== Segment start ==

use crate::errors::{DaemonError, Result};
use serde::{Deserialize, Serialize};
use std::path::{Path, PathBuf};
use std::time::Duration;
use tracing::{info, warn};

/// Environment variable overriding the config file location.
pub const CONFIG_ENV: &str = "PRINTFLEET_CONFIG";

#[derive(Debug, Clone, Serialize, Deserialize)]
#[serde(rename_all = "camelCase", default)]
pub struct AppConfig {
    pub version: String,
    pub polling: PollingConfig,
    pub camera: CameraConfig,
    pub connection: ConnectionConfig,
    pub log: LogConfig,
    pub store_path: Option<PathBuf>,
}

#[derive(Debug, Clone, Serialize, Deserialize)]
#[serde(rename_all = "camelCase", default)]
pub struct PollingConfig {
    pub active_interval_ms: u64,
    pub inactive_interval_ms: u64,
}

#[derive(Debug, Clone, Serialize, Deserialize)]
#[serde(rename_all = "camelCase", default)]
pub struct CameraConfig {
    pub port_range_start: u16,
    pub port_range_end: u16,
    pub bind_address: String,
    pub ffmpeg_path: String,
    pub default_frame_rate: u8,
    pub default_quality: u8,
}

#[derive(Debug, Clone, Serialize, Deserialize)]
#[serde(rename_all = "camelCase", default)]
pub struct ConnectionConfig {
    pub connect_timeout_ms: u64,
    pub command_timeout_ms: u64,
    pub discovery_timeout_ms: u64,
    pub auto_connect: bool,
    pub legacy_port: u16,
    pub modern_port: u16,
    pub discovery_port: u16,
}

#[derive(Debug, Clone, Serialize, Deserialize)]
#[serde(rename_all = "camelCase", default)]
pub struct LogConfig {
    /// trace, debug, info, warn, error
    pub level: String,
    /// text or json
    pub format: String,
    pub file: Option<PathBuf>,
}

impl Default for AppConfig {
    fn default() -> Self {
        Self {
            version: "1.0.0".to_string(),
            polling: PollingConfig::default(),
            camera: CameraConfig::default(),
            connection: ConnectionConfig::default(),
            log: LogConfig::default(),
            store_path: None,
        }
    }
}

impl Default for PollingConfig {
    fn default() -> Self {
        Self {
            active_interval_ms: 3_000,
            inactive_interval_ms: 10_000,
        }
    }
}

impl Default for CameraConfig {
    fn default() -> Self {
        Self {
            port_range_start: 8181,
            port_range_end: 8191,
            bind_address: "127.0.0.1".to_string(),
            ffmpeg_path: "ffmpeg".to_string(),
            default_frame_rate: 30,
            default_quality: 3,
        }
    }
}

impl Default for ConnectionConfig {
    fn default() -> Self {
        Self {
            connect_timeout_ms: 5_000,
            command_timeout_ms: 10_000,
            discovery_timeout_ms: 3_000,
            auto_connect: true,
            legacy_port: 8899,
            modern_port: 8898,
            discovery_port: 48899,
        }
    }
}

impl Default for LogConfig {
    fn default() -> Self {
        Self {
            level: "info".to_string(),
            format: "text".to_string(),
            file: None,
        }
    }
}

impl PollingConfig {
    pub fn active_interval(&self) -> Duration {
        Duration::from_millis(self.active_interval_ms)
    }

    pub fn inactive_interval(&self) -> Duration {
        Duration::from_millis(self.inactive_interval_ms)
    }
}

impl ConnectionConfig {
    pub fn connect_timeout(&self) -> Duration {
        Duration::from_millis(self.connect_timeout_ms)
    }

    pub fn command_timeout(&self) -> Duration {
        Duration::from_millis(self.command_timeout_ms)
    }

    pub fn discovery_timeout(&self) -> Duration {
        Duration::from_millis(self.discovery_timeout_ms)
    }
}

impl AppConfig {
    /// Load from `PRINTFLEET_CONFIG` or the platform config dir, falling back
    /// to defaults when no file exists.
    pub fn load() -> Result<Self> {
        let path = std::env::var_os(CONFIG_ENV)
            .map(PathBuf::from)
            .unwrap_or_else(Self::default_config_path);
        Self::load_from(&path)
    }

    pub fn load_from(path: &Path) -> Result<Self> {
        if !path.exists() {
            info!("No config file at {:?}, using defaults", path);
            return Ok(Self::default());
        }

        let raw = std::fs::read_to_string(path)?;
        let config: AppConfig = serde_json::from_str(&raw).map_err(|e| {
            DaemonError::Config(format!("Failed to parse {}: {}", path.display(), e))
        })?;
        config.validate()?;
        info!("Config loaded from {:?}", path);
        Ok(config)
    }

    pub fn validate(&self) -> Result<()> {
        let camera = &self.camera;
        if camera.port_range_start == 0 || camera.port_range_start > camera.port_range_end {
            return Err(DaemonError::Config(format!(
                "Invalid camera port range {}-{}",
                camera.port_range_start, camera.port_range_end
            )));
        }
        if !(1..=60).contains(&camera.default_frame_rate) {
            return Err(DaemonError::Config(format!(
                "Default frame rate {} outside 1-60",
                camera.default_frame_rate
            )));
        }
        if !(1..=5).contains(&camera.default_quality) {
            return Err(DaemonError::Config(format!(
                "Default quality {} outside 1-5",
                camera.default_quality
            )));
        }

        let polling = &self.polling;
        if polling.active_interval_ms == 0 || polling.inactive_interval_ms == 0 {
            return Err(DaemonError::Config("Polling intervals must be non-zero".to_string()));
        }
        if polling.active_interval_ms > polling.inactive_interval_ms {
            warn!(
                "Active polling interval ({}ms) is slower than inactive ({}ms)",
                polling.active_interval_ms, polling.inactive_interval_ms
            );
            return Err(DaemonError::Config(
                "Active polling interval must not exceed the inactive interval".to_string(),
            ));
        }
        Ok(())
    }

    pub fn config_dir() -> PathBuf {
        dirs::config_dir()
            .map(|p| p.join("printfleet"))
            .unwrap_or_else(|| PathBuf::from("."))
    }

    pub fn default_config_path() -> PathBuf {
        Self::config_dir().join("config.json")
    }

    /// Location of the persisted printer details.
    pub fn store_path(&self) -> PathBuf {
        self.store_path
            .clone()
            .unwrap_or_else(|| Self::config_dir().join("printers.json"))
    }
}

== Segment end ==

TASK TO COMPLETE ▸ In the entries above, find each line that includes the string "AppConfig" and copy it.

SOLUTION TO THE EXERCISE ▸
pub struct AppConfig {
impl Default for AppConfig {
impl AppConfig {
        let config: AppConfig = serde_json::from_str(&raw).map_err(|e| {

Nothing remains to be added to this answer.